Exercise description:
Filter these entries down to lines holding "validate".

-- Input data follows --

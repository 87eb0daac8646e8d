//! Navigation preferences for the route planner.

/// Error returned when preferences would make planning meaningless.
#[derive(Debug, Clone, PartialEq, thiserror::Error)]
pub enum PreferencesError {
    /// Walking speed must be a positive, finite number of m/s
    #[error("walking speed must be positive and finite, got {0}")]
    InvalidWalkingSpeed(f64),

    /// Floor change penalty must be non-negative and finite
    #[error("floor change penalty must be non-negative and finite, got {0}")]
    InvalidFloorChangePenalty(f64),
}

/// User preferences that shape the route cost function.
///
/// A plain value supplied fresh for every planning call.
#[derive(Debug, Clone, PartialEq)]
pub struct NavigationPreferences {
    /// Strongly deter nodes that are not wheelchair accessible.
    pub require_wheelchair_access: bool,

    /// Deter stairways.
    pub avoid_stairs: bool,

    /// Favour elevators (otherwise they are mildly deterred).
    pub prefer_elevators: bool,

    /// Walking speed in meters per second. Must be > 0.
    pub walking_speed: f64,

    /// Cost added for every edge that changes floor.
    pub floor_change_penalty: f64,

    /// With `require_wheelchair_access`, treat non-accessible nodes as
    /// impassable instead of merely expensive.
    pub strict_accessibility: bool,
}

impl NavigationPreferences {
    /// Default walking speed (m/s).
    pub const DEFAULT_WALKING_SPEED: f64 = 1.4;

    /// Default floor change penalty (cost units).
    pub const DEFAULT_FLOOR_CHANGE_PENALTY: f64 = 10.0;

    /// Create preferences with the given parameters.
    pub fn new(
        require_wheelchair_access: bool,
        avoid_stairs: bool,
        prefer_elevators: bool,
        walking_speed: f64,
        floor_change_penalty: f64,
    ) -> Self {
        Self {
            require_wheelchair_access,
            avoid_stairs,
            prefer_elevators,
            walking_speed,
            floor_change_penalty,
            strict_accessibility: false,
        }
    }

    /// Preferences for a wheelchair user: accessibility required, stairs
    /// avoided, elevators preferred.
    pub fn wheelchair() -> Self {
        Self {
            require_wheelchair_access: true,
            avoid_stairs: true,
            prefer_elevators: true,
            ..Self::default()
        }
    }

    /// Check the numeric fields.
    pub fn validate(&self) -> Result<(), PreferencesError> {
        if !(self.walking_speed.is_finite() && self.walking_speed > 0.0) {
            return Err(PreferencesError::InvalidWalkingSpeed(self.walking_speed));
        }
        if !(self.floor_change_penalty.is_finite() && self.floor_change_penalty >= 0.0) {
            return Err(PreferencesError::InvalidFloorChangePenalty(
                self.floor_change_penalty,
            ));
        }
        Ok(())
    }
}

impl Default for NavigationPreferences {
    fn default() -> Self {
        Self {
            require_wheelchair_access: false,
            avoid_stairs: false,
            prefer_elevators: false,
            walking_speed: Self::DEFAULT_WALKING_SPEED,
            floor_change_penalty: Self::DEFAULT_FLOOR_CHANGE_PENALTY,
            strict_accessibility: false,
        }
    }
}

#[cfg(test)]
mod tests {
    use super::*;

    #[test]
    fn default_preferences() {
        let prefs = NavigationPreferences::default();

        assert!(!prefs.require_wheelchair_access);
        assert!(!prefs.avoid_stairs);
        assert!(!prefs.prefer_elevators);
        assert_eq!(prefs.walking_speed, 1.4);
        assert_eq!(prefs.floor_change_penalty, 10.0);
        assert!(!prefs.strict_accessibility);
        assert!(prefs.validate().is_ok());
    }

    #[test]
    fn custom_preferences() {
        let prefs = NavigationPreferences::new(true, true, false, 0.8, 25.0);

        assert!(prefs.require_wheelchair_access);
        assert!(prefs.avoid_stairs);
        assert!(!prefs.prefer_elevators);
        assert_eq!(prefs.walking_speed, 0.8);
        assert_eq!(prefs.floor_change_penalty, 25.0);
    }

    #[test]
    fn wheelchair_preset() {
        let prefs = NavigationPreferences::wheelchair();
        assert!(prefs.require_wheelchair_access);
        assert!(prefs.avoid_stairs);
        assert!(prefs.prefer_elevators);
        assert_eq!(prefs.walking_speed, 1.4);
    }

    #[test]
    fn rejects_non_positive_speed() {
        for speed in [0.0, -1.0, f64::NAN, f64::INFINITY] {
            let prefs = NavigationPreferences {
                walking_speed: speed,
                ..NavigationPreferences::default()
            };
            assert!(matches!(
                prefs.validate(),
                Err(PreferencesError::InvalidWalkingSpeed(_))
            ));
        }
    }

    #[test]
    fn rejects_negative_penalty() {
        let prefs = NavigationPreferences {
            floor_change_penalty: -0.5,
            ..NavigationPreferences::default()
        };
        assert_eq!(
            prefs.validate(),
            Err(PreferencesError::InvalidFloorChangePenalty(-0.5))
        );
    }

    #[test]
    fn zero_penalty_is_valid() {
        let prefs = NavigationPreferences {
            floor_change_penalty: 0.0,
            ..NavigationPreferences::default()
        };
        assert!(prefs.validate().is_ok());
    }

    #[test]
    fn error_display() {
        let err = PreferencesError::InvalidWalkingSpeed(0.0);
        assert_eq!(
            err.to_string(),
            "walking speed must be positive and finite, got 0"
        );
    }
}
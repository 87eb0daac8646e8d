//! Server configuration.

use std::net::SocketAddr;
use std::time::Duration;

use crate::cache::CacheConfig;

/// Environment variable holding the listen address.
pub const ADDR_VAR: &str = "WAYFINDER_ADDR";

/// Environment variable holding the planning timeout in milliseconds.
pub const PLAN_TIMEOUT_VAR: &str = "WAYFINDER_PLAN_TIMEOUT_MS";

const DEFAULT_ADDR: SocketAddr = SocketAddr::new(
    std::net::IpAddr::V4(std::net::Ipv4Addr::new(127, 0, 0, 1)),
    3000,
);

const DEFAULT_PLAN_TIMEOUT: Duration = Duration::from_millis(2000);

/// Error reading configuration.
#[derive(Debug, Clone, PartialEq, Eq, thiserror::Error)]
pub enum ConfigError {
    #[error("{var}: invalid socket address {value:?}")]
    InvalidAddr { var: &'static str, value: String },

    #[error("{var}: expected a positive number of milliseconds, got {value:?}")]
    InvalidTimeout { var: &'static str, value: String },
}

/// Configuration for the HTTP server.
#[derive(Debug, Clone)]
pub struct ServerConfig {
    /// Address to listen on
    pub addr: SocketAddr,
    /// Upper bound on a single planning call
    pub plan_timeout: Duration,
    /// Route cache settings
    pub cache: CacheConfig,
}

impl Default for ServerConfig {
    fn default() -> Self {
        Self {
            addr: DEFAULT_ADDR,
            plan_timeout: DEFAULT_PLAN_TIMEOUT,
            cache: CacheConfig::default(),
        }
    }
}

impl ServerConfig {
    /// Read overrides from the process environment.
    pub fn from_env() -> Result<Self, ConfigError> {
        Self::from_lookup(|var| std::env::var(var).ok())
    }

    /// Read overrides through `lookup`, falling back to defaults.
    pub fn from_lookup(lookup: impl Fn(&str) -> Option<String>) -> Result<Self, ConfigError> {
        let mut config = Self::default();

        if let Some(value) = lookup(ADDR_VAR) {
            config.addr = value.parse().map_err(|_| ConfigError::InvalidAddr {
                var: ADDR_VAR,
                value: value.clone(),
            })?;
        }

        if let Some(value) = lookup(PLAN_TIMEOUT_VAR) {
            let ms = value
                .parse::<u64>()
                .ok()
                .filter(|&ms| ms > 0)
                .ok_or_else(|| ConfigError::InvalidTimeout {
                    var: PLAN_TIMEOUT_VAR,
                    value: value.clone(),
                })?;
            config.plan_timeout = Duration::from_millis(ms);
        }

        Ok(config)
    }

    /// Set the planning timeout.
    pub fn with_plan_timeout(mut self, timeout: Duration) -> Self {
        self.plan_timeout = timeout;
        self
    }
}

-- Input data concluded --

Response to the exercise:
    pub fn validate(&self) -> Result<(), PreferencesError> {
        assert!(prefs.validate().is_ok());
                prefs.validate(),
            prefs.validate(),
        assert!(prefs.validate().is_ok());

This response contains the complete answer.